Your instructions → Across the listing below, how many lines have the word "StatusCode" in them? Provide only the number.

Material for this task →
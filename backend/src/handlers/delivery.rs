//! HTTP handlers for outgoing deliveries

use axum::{
    body::Bytes,
    extract::{Path, Query, State},
    http::StatusCode,
    Json,
};
use serde::de::DeserializeOwned;
use uuid::Uuid;

use crate::error::{AppError, AppResult};
use crate::middleware::CurrentUser;
use crate::services::delivery::{CreateDeliveryInput, PackInput, PickInput, UpdateDeliveryInput};
use crate::services::document::DocumentFilter;
use crate::services::DeliveryService;
use crate::AppState;
use shared::Delivery;

pub async fn create_delivery(
    State(state): State<AppState>,
    current_user: CurrentUser,
    Json(input): Json<CreateDeliveryInput>,
) -> AppResult<(StatusCode, Json<Delivery>)> {
    let delivery = DeliveryService::new(state.db)
        .create(&current_user.0, input)
        .await?;
    Ok((StatusCode::CREATED, Json(delivery)))
}

pub async fn list_deliveries(
    State(state): State<AppState>,
    current_user: CurrentUser,
    Query(filter): Query<DocumentFilter>,
) -> AppResult<Json<Vec<Delivery>>> {
    let deliveries = DeliveryService::new(state.db)
        .list(&current_user.0, filter)
        .await?;
    Ok(Json(deliveries))
}

pub async fn get_delivery(
    State(state): State<AppState>,
    current_user: CurrentUser,
    Path(delivery_id): Path<Uuid>,
) -> AppResult<Json<Delivery>> {
    let delivery = DeliveryService::new(state.db)
        .get(&current_user.0, delivery_id)
        .await?;
    Ok(Json(delivery))
}

pub async fn update_delivery(
    State(state): State<AppState>,
    current_user: CurrentUser,
    Path(delivery_id): Path<Uuid>,
    Json(input): Json<UpdateDeliveryInput>,
) -> AppResult<Json<Delivery>> {
    let delivery = DeliveryService::new(state.db)
        .update(&current_user.0, delivery_id, input)
        .await?;
    Ok(Json(delivery))
}

pub async fn confirm_delivery(
    State(state): State<AppState>,
    current_user: CurrentUser,
    Path(delivery_id): Path<Uuid>,
) -> AppResult<Json<Delivery>> {
    let delivery = DeliveryService::new(state.db)
        .confirm(&current_user.0, delivery_id)
        .await?;
    Ok(Json(delivery))
}

/// Parse a pick or pack body. Only a blank body means "every line"; anything
/// else must be a JSON array of line requests.
fn line_requests<T: DeserializeOwned>(body: &[u8]) -> AppResult<Vec<T>> {
    if body.iter().all(u8::is_ascii_whitespace) {
        return Ok(Vec::new());
    }
    serde_json::from_slice(body)
        .map_err(|e| AppError::validation("items", format!("Invalid line requests: {}", e)))
}

/// Record picked quantities; an empty body or `[]` picks every line in full
pub async fn pick_delivery(
    State(state): State<AppState>,
    current_user: CurrentUser,
    Path(delivery_id): Path<Uuid>,
    body: Bytes,
) -> AppResult<Json<Delivery>> {
    let picks: Vec<PickInput> = line_requests(&body)?;
    let delivery = DeliveryService::new(state.db)
        .pick(&current_user.0, delivery_id, picks)
        .await?;
    Ok(Json(delivery))
}

/// Record packed quantities; an empty body or `[]` packs every line at its picked quantity
pub async fn pack_delivery(
    State(state): State<AppState>,
    current_user: CurrentUser,
    Path(delivery_id): Path<Uuid>,
    body: Bytes,
) -> AppResult<Json<Delivery>> {
    let packs: Vec<PackInput> = line_requests(&body)?;
    let delivery = DeliveryService::new(state.db)
        .pack(&current_user.0, delivery_id, packs)
        .await?;
    Ok(Json(delivery))
}

pub async fn validate_delivery(
    State(state): State<AppState>,
    current_user: CurrentUser,
    Path(delivery_id): Path<Uuid>,
) -> AppResult<Json<Delivery>> {
    let delivery = DeliveryService::new(state.db)
        .validate(&current_user.0, delivery_id)
        .await?;
    Ok(Json(delivery))
}

pub async fn cancel_delivery(
    State(state): State<AppState>,
    current_user: CurrentUser,
    Path(delivery_id): Path<Uuid>,
) -> AppResult<Json<Delivery>> {
    let delivery = DeliveryService::new(state.db)
        .cancel(&current_user.0, delivery_id)
        .await?;
    Ok(Json(delivery))
}

#[cfg(test)]
mod tests {
    use super::*;

    #[test]
    fn test_blank_body_means_every_line() {
        assert!(line_requests::<PickInput>(b"").unwrap().is_empty());
        assert!(line_requests::<PickInput>(b"  \n").unwrap().is_empty());
        assert!(line_requests::<PackInput>(b"[]").unwrap().is_empty());
    }

    #[test]
    fn test_camel_case_lines_accepted() {
        let id = Uuid::new_v4();
        let body = format!(r#"[{{"itemId":"{}","pickedQuantity":1}}]"#, id);
        let picks = line_requests::<PickInput>(body.as_bytes()).unwrap();
        assert_eq!(picks.len(), 1);
        assert_eq!(picks[0].item_id, id);
        assert_eq!(picks[0].picked_quantity, Some(1));

        let body = format!(r#"[{{"item_id":"{}","packed_quantity":3}}]"#, id);
        let packs = line_requests::<PackInput>(body.as_bytes()).unwrap();
        assert_eq!(packs[0].packed_quantity, Some(3));
    }

    #[test]
    fn test_malformed_body_rejected() {
        let bodies: [&[u8]; 3] = [b"{not json", br#"{"item_id":"x"}"#, br#"[{"item_id":"x"}]"#];
        for body in bodies {
            let err = line_requests::<PickInput>(body).unwrap_err();
            assert_eq!(err.status_code(), StatusCode::BAD_REQUEST);
            assert!(matches!(err, AppError::Validation { ref field, .. } if field == "items"));
        }
    }
}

Written response → 4